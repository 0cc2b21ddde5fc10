//! Result Record
//!
//! One record per session: caller metadata (backend versions, host tags),
//! session-level convergence, and per-candidate interval estimates keyed by
//! candidate name.

use chrono::{DateTime, Utc};
use rankbench_core::{Convergence, RefineOutcome};
use rankbench_stats::OnlineEstimate;
use serde::{Deserialize, Serialize};
use std::collections::BTreeMap;

/// Final estimate for one candidate.
///
/// Interval fields are `None` while they are unbounded (fewer than two
/// observations), so every record survives a JSON round trip.
#[derive(Debug, Clone, PartialEq, Serialize, Deserialize)]
pub struct CandidateSummary {
    /// Mean cost per call (nanoseconds)
    pub mean: f64,
    /// Confidence half-width around the mean
    pub half_width: Option<f64>,
    /// `half_width / |mean|`; absent when the mean is exactly zero
    pub relative_half_width: Option<f64>,
    /// Lower interval bound
    pub lower_bound: Option<f64>,
    /// Upper interval bound
    pub upper_bound: Option<f64>,
    /// Samples folded into the estimate
    pub observation_count: u64,
    /// Zero-based position in the mean ordering (0 = cheapest)
    pub rank: usize,
    /// Interval disjoint from both ranking neighbours
    pub stable: bool,
}

fn finite(x: f64) -> Option<f64> {
    x.is_finite().then_some(x)
}

impl CandidateSummary {
    fn from_estimate(est: &OnlineEstimate, rank: usize, stable: bool) -> Self {
        Self {
            mean: est.mean(),
            half_width: finite(est.half_width()),
            relative_half_width: est.relative_half_width().ok().and_then(finite),
            lower_bound: finite(est.lower_bound()),
            upper_bound: finite(est.upper_bound()),
            observation_count: est.count(),
            rank,
            stable,
        }
    }
}

/// Outcome of one benchmark session, merged with caller metadata
#[derive(Debug, Clone, Serialize, Deserialize)]
pub struct BenchmarkRecord {
    /// Session identity, when the session was persisted
    pub session: Option<String>,
    /// When the record was produced
    pub created_at: DateTime<Utc>,
    /// Caller-supplied static tags
    pub metadata: BTreeMap<String, String>,
    /// Calls per trial sample
    pub repeat_count: u64,
    /// Observations per candidate
    pub rounds: u64,
    /// Observations per candidate carried over from a previous run
    pub resumed_from: u64,
    /// How the session ended
    pub convergence: Convergence,
    /// Whether the whole ranking is significant
    pub stable: bool,
    /// Per-candidate estimates
    pub results: BTreeMap<String, CandidateSummary>,
}

impl BenchmarkRecord {
    /// Build a record from a refinement outcome.
    ///
    /// `names` must be in the same order as the outcome's estimates.
    pub fn from_outcome(
        names: &[String],
        outcome: &RefineOutcome,
        repeat_count: u64,
        metadata: BTreeMap<String, String>,
    ) -> Self {
        let order = &outcome.ranking.order;
        let estimates = &outcome.estimates;

        let mut results = BTreeMap::new();
        for (rank, &index) in order.iter().enumerate() {
            let below_prev = rank == 0 || estimates[order[rank - 1]].is_below(&estimates[index]);
            let above_next = order
                .get(rank + 1)
                .is_none_or(|&next| estimates[index].is_below(&estimates[next]));
            results.insert(
                names[index].clone(),
                CandidateSummary::from_estimate(&estimates[index], rank, below_prev && above_next),
            );
        }

        Self {
            session: None,
            created_at: Utc::now(),
            metadata,
            repeat_count,
            rounds: outcome.rounds,
            resumed_from: outcome.resumed_from,
            convergence: outcome.convergence,
            stable: outcome.is_stable(),
            results,
        }
    }

    /// Candidate names, cheapest first
    pub fn ranking(&self) -> Vec<&str> {
        let mut ranked: Vec<(&str, usize)> = self
            .results
            .iter()
            .map(|(name, summary)| (name.as_str(), summary.rank))
            .collect();
        ranked.sort_by_key(|&(_, rank)| rank);
        ranked.into_iter().map(|(name, _)| name).collect()
    }

    /// Cheapest candidate by mean
    pub fn fastest(&self) -> Option<&str> {
        self.ranking().first().copied()
    }

    /// Whether the round cap was hit without a significant ranking
    pub fn is_low_confidence(&self) -> bool {
        self.convergence == Convergence::NonStabilizingRanking
    }

    /// Pretty JSON rendering
    pub fn to_json(&self) -> Result<String, serde_json::Error> {
        serde_json::to_string_pretty(self)
    }
}
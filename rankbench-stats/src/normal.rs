//! Standard normal quantile

/// Standard normal quantile (inverse CDF).
///
/// Rational approximation from Abramowitz and Stegun (26.2.23), absolute
/// error below 4.5e-4. Returns the infinities at the closed ends of `[0, 1]`.
pub fn normal_quantile(p: f64) -> f64 {
    if p <= 0.0 {
        return f64::NEG_INFINITY;
    }
    if p >= 1.0 {
        return f64::INFINITY;
    }

    let p = p.clamp(1e-10, 1.0 - 1e-10);

    let sign = if p < 0.5 { -1.0 } else { 1.0 };
    let tail = if p < 0.5 { p } else { 1.0 - p };

    let t = (-2.0 * tail.ln()).sqrt();

    let c0 = 2.515517;
    let c1 = 0.802853;
    let c2 = 0.010328;
    let d1 = 1.432788;
    let d2 = 0.189269;
    let d3 = 0.001308;

    let x = t - (c0 + c1 * t + c2 * t * t) / (1.0 + d1 * t + d2 * t * t + d3 * t * t * t);

    sign * x
}

#[cfg(test)]
mod tests {
    use super::*;

    #[test]
    fn test_known_quantiles() {
        assert!(normal_quantile(0.5).abs() < 1e-3);
        assert!((normal_quantile(0.975) - 1.959964).abs() < 1e-3);
        assert!((normal_quantile(0.99) - 2.326348).abs() < 1e-3);
        assert!((normal_quantile(0.025) + 1.959964).abs() < 1e-3);
    }

    #[test]
    fn test_symmetry() {
        for p in [0.001, 0.01, 0.1, 0.3] {
            assert!((normal_quantile(p) + normal_quantile(1.0 - p)).abs() < 1e-12);
        }
    }

    #[test]
    fn test_closed_ends() {
        assert_eq!(normal_quantile(0.0), f64::NEG_INFINITY);
        assert_eq!(normal_quantile(1.0), f64::INFINITY);
    }
}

---

- HOW TO COMPLETE THIS TASK -
Note every line of the entries in which "struct" appears, and copy it down.

- FINAL ANSWER -
pub struct CandidateSummary {
pub struct BenchmarkRecord {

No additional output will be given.